Options for Helping Residents of Ashland is the first Oregon group to receive a ‘Project Turnkey’ grant from the state in order to found a new shelter.

Posted: Feb 4, 2021 11:25 AM

Updated: Feb 4, 2021 7:23 PM

KDRV Posted By: Jamie Parfitt

ASHLAND, Ore. — An Ashland-based organization will receive a $4.2 million grant from the state in order to buy and convert a local motel into a shelter facility, part of Oregon’s newly-funded “Project Turnkey.”

The Oregon Community Foundation announced on Thursday that Options for Helping Residents of Ashland (OHRA) had been selected to be the first recipient of a Project Turnkey grant. The funds are meant to be used to create a resource center and shelter facility for people in the community “negatively impacted by wildfires and the COVID-19 pandemic.”

OHRA plans to convert the Super 8 motel building at 2350 Ashland Street into a shelter, with hopes of having the center open at a limited capacity in March for the most vulnerable members of the community.

At the outset, the new building will offer 20 separated living areas that can accommodate as many as 30 people, but will eventually expand to 50 available rooms for up to 70 people.

The current OHRA shelter accommodates a maximum of 44 people, all in a common room.

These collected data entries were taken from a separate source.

pub mod cmd;
pub mod output;
pub mod prompt;
pub mod root;

use pkgward_core::PkgError;

/// Exit status for a command that failed before producing a report.
///
/// Domain errors keep their own status; argument problems map to the
/// invalid-input status and anything else to the generic failure status.
pub fn exit_code_for(err: &anyhow::Error) -> i32 {
    for cause in err.chain() {
        if let Some(e) = cause.downcast_ref::<PkgError>() {
            return e.exit_code();
        }
        if cause.downcast_ref::<cmd::UsageError>().is_some() {
            return cmd::EXIT_INVALID;
        }
    }
    cmd::EXIT_ERROR
}

#[cfg(test)]
mod tests {
    use super::*;
    use anyhow::Context;

    #[test]
    fn domain_errors_keep_their_status_through_context() {
        let err: anyhow::Result<()> = Err(PkgError::EnvironmentNotFound("ghost".into()))
            .context("failed to load environment 'ghost'");
        assert_eq!(exit_code_for(&err.unwrap_err()), 4);
    }

    #[test]
    fn usage_and_other_errors() {
        let usage = anyhow::Error::new(cmd::UsageError("bad".into()));
        assert_eq!(exit_code_for(&usage), cmd::EXIT_INVALID);
        assert_eq!(exit_code_for(&anyhow::anyhow!("boom")), cmd::EXIT_ERROR);
    }
}
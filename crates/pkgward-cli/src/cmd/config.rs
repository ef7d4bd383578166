use crate::output::print_json;
use anyhow::Context;
use clap::Subcommand;
use pkgward_core::config::{Config, WarnLevel};
use std::path::Path;

#[derive(Subcommand)]
pub enum ConfigSubcommand {
    /// Print the effective configuration (defaults filled in)
    Show,

    /// Validate the config for common mistakes
    Validate,
}

pub fn run(root: &Path, subcmd: ConfigSubcommand, json: bool) -> anyhow::Result<i32> {
    match subcmd {
        ConfigSubcommand::Show => show(root, json),
        ConfigSubcommand::Validate => validate(root, json),
    }
}

fn show(root: &Path, json: bool) -> anyhow::Result<i32> {
    let config = Config::load_or_default(root).context("failed to load config")?;
    if json {
        print_json(&config)?;
    } else {
        let yaml = serde_yaml::to_string(&config)?;
        print!("{yaml}");
    }
    Ok(super::EXIT_OK)
}

fn validate(root: &Path, json: bool) -> anyhow::Result<i32> {
    let config = Config::load_or_default(root).context("failed to load config")?;
    let warnings = config.validate();

    if json {
        let value = serde_json::json!({
            "warnings": warnings,
        });
        print_json(&value)?;
    } else if warnings.is_empty() {
        println!("Config is valid. No warnings.");
    } else {
        for w in &warnings {
            let prefix = match w.level {
                WarnLevel::Warning => "warning",
                WarnLevel::Error => "error",
            };
            println!("[{prefix}] {}", w.message);
        }
    }

    if warnings.iter().any(|w| w.level == WarnLevel::Error) {
        return Err(super::UsageError("config validation found errors".into()).into());
    }
    Ok(super::EXIT_OK)
}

With COVID-19 still a major concern, proponents of the project consider separated living quarters a much safer alternative.

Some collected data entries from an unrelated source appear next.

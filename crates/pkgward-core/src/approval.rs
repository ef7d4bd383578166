//! Human approval checkpoint in front of every risky install.
//!
//! The gate always renders the full verdict through the prompt before it
//! asks for an answer. Anything other than an explicit yes, including a
//! timeout or closed input, resolves to a denial.

use crate::security::RiskVerdict;
use crate::types::{ApprovalResponse, DecisionSource, InstallRequest, RecommendedAction, RiskLevel};
use chrono::{DateTime, Utc};
use serde::{Deserialize, Serialize};
use std::sync::Arc;
use std::time::Duration;

// ---------------------------------------------------------------------------
// Prompt
// ---------------------------------------------------------------------------

#[derive(Debug, Clone, PartialEq, Eq)]
pub enum PromptAnswer {
    Line(String),
    TimedOut,
    Closed,
}

/// Where the gate shows verdicts and reads operator answers.
pub trait Prompt: Send + Sync {
    fn show(&self, text: &str);
    /// Ask `question` and wait up to `timeout` (`None` = forever).
    fn ask(&self, question: &str, timeout: Option<Duration>) -> PromptAnswer;
}

// ---------------------------------------------------------------------------
// ApprovalDecision
// ---------------------------------------------------------------------------

#[derive(Debug, Clone, PartialEq, Eq, Serialize, Deserialize)]
pub struct ApprovalDecision {
    pub response: ApprovalResponse,
    pub via: DecisionSource,
    pub at: DateTime<Utc>,
}

impl ApprovalDecision {
    fn new(response: ApprovalResponse, via: DecisionSource) -> Self {
        Self {
            response,
            via,
            at: Utc::now(),
        }
    }

    pub fn is_approved(&self) -> bool {
        self.response == ApprovalResponse::Approved
    }
}

// ---------------------------------------------------------------------------
// ApprovalGate
// ---------------------------------------------------------------------------

pub struct ApprovalGate {
    prompt: Arc<dyn Prompt>,
    timeout: Option<Duration>,
}

impl ApprovalGate {
    pub fn new(prompt: Arc<dyn Prompt>, timeout: Option<Duration>) -> Self {
        Self { prompt, timeout }
    }

    pub fn request_approval(
        &self,
        request: &InstallRequest,
        verdict: &RiskVerdict,
    ) -> ApprovalDecision {
        match verdict.action {
            // Only a low verdict can carry auto-allow; the level check keeps
            // a hand-built verdict from slipping a high-risk package through.
            RecommendedAction::AutoAllow if verdict.level == RiskLevel::Low => {
                tracing::info!(package = %request.package, "low risk, approved by policy");
                return ApprovalDecision::new(ApprovalResponse::Approved, DecisionSource::Policy);
            }
            RecommendedAction::Reject => {
                return ApprovalDecision::new(ApprovalResponse::Denied, DecisionSource::Policy);
            }
            _ => {}
        }

        self.prompt.show(&render_verdict(request, verdict));
        let question = format!(
            "Install {} {} into '{}'? [y/N]",
            verdict.package, verdict.version, request.env
        );
        let decision = match self.prompt.ask(&question, self.timeout) {
            PromptAnswer::Line(line) => {
                let answer = line.trim().to_lowercase();
                if answer == "y" || answer == "yes" {
                    ApprovalDecision::new(ApprovalResponse::Approved, DecisionSource::Operator)
                } else {
                    ApprovalDecision::new(ApprovalResponse::Denied, DecisionSource::Operator)
                }
            }
            PromptAnswer::TimedOut => {
                tracing::warn!(package = %request.package, "approval timed out");
                ApprovalDecision::new(ApprovalResponse::Denied, DecisionSource::Timeout)
            }
            PromptAnswer::Closed => {
                ApprovalDecision::new(ApprovalResponse::Denied, DecisionSource::Closed)
            }
        };
        tracing::info!(
            package = %request.package,
            response = %decision.response,
            via = ?decision.via,
            "approval decision"
        );
        decision
    }
}

/// Human-readable block describing the request and every finding.
pub fn render_verdict(request: &InstallRequest, verdict: &RiskVerdict) -> String {
    let mut out = String::new();
    out.push_str("PACKAGE INSTALLATION REQUEST\n");
    out.push_str(&format!("  package:     {}\n", verdict.package));
    out.push_str(&format!("  version:     {}\n", verdict.version));
    out.push_str(&format!("  environment: {}\n", request.env));
    out.push_str(&format!("  requested by: {}\n", request.requester));
    out.push_str(&format!("  risk:        {}\n", verdict.level.as_str().to_uppercase()));
    out.push_str(&format!("  recommended: {}\n", verdict.action));
    if verdict.findings.is_empty() {
        out.push_str("  findings:    none\n");
    } else {
        out.push_str("  findings:\n");
        for f in &verdict.findings {
            out.push_str(&format!("    - [{}] {}: {}\n", f.level, f.rule, f.reason));
        }
    }
    out.push_str(&format!("  rationale:   {}\n", verdict.rationale));
    out
}

// ---------------------------------------------------------------------------
// Tests
// ---------------------------------------------------------------------------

“There is a huge need for the new OHRA Center, given the triple impact of wildfires, economic impact from Covid-19 and the shortage of affordable housing in the great Ashland area,” said Michelle Arellano, executive director of OHRA. “We’re ecstatic to be able to meet this demand and make a difference in our broader community.”

According to the state, the number of people seeking services each day from OHRA tripled over the last year. Arellano said that the new OHRA center will offer greater capacity for staff to help people transition from crisis to stability and services for residents to seek jobs.

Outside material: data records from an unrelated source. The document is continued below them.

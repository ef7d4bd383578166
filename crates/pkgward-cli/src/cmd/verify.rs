use super::{finish, open_pipeline};
use crate::output::print_verdict;
use anyhow::Context;
use pkgward_core::audit::AuditAction;
use pkgward_core::types::VersionSpec;
use std::path::Path;

/// Evaluate a package without installing it.
pub fn run(
    root: &Path,
    package: &str,
    version: Option<String>,
    env: Option<String>,
    json: bool,
) -> anyhow::Result<i32> {
    let pipeline = open_pipeline(root, json)?;
    let report = match VersionSpec::parse(version.as_deref()) {
        Ok(spec) => pipeline.verify(package, &spec, env.as_deref()),
        Err(e) => pipeline.reject_invalid(AuditAction::Verify, env.as_deref(), &e),
    }
    .with_context(|| format!("failed to record verification of '{package}'"))?;

    if !json {
        if let Some(verdict) = &report.verdict {
            print_verdict(verdict);
            return Ok(report.exit_code());
        }
    }
    finish(&report, json)
}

The Oregon Legislature’s Emergency Board set aside $65 million in state funds in November of 2020 so that local organizations throughout the state could purchase financially distressed motels and convert them into safe shelters, with the potential of developing them into long-term housing.

“The opportunity to acquire a Project Turnkey facility is a game changer for our work with homeless individuals and families, including those displaced by the September 2020 wildfire,” said state Representative Pam Marsh. “For far too long our shelter providers have had to scramble to find a place for people to come in from the cold. Now we have a permanent location in the community that will serve as a base to help individuals regain their footing. I am thrilled — and deeply grateful.”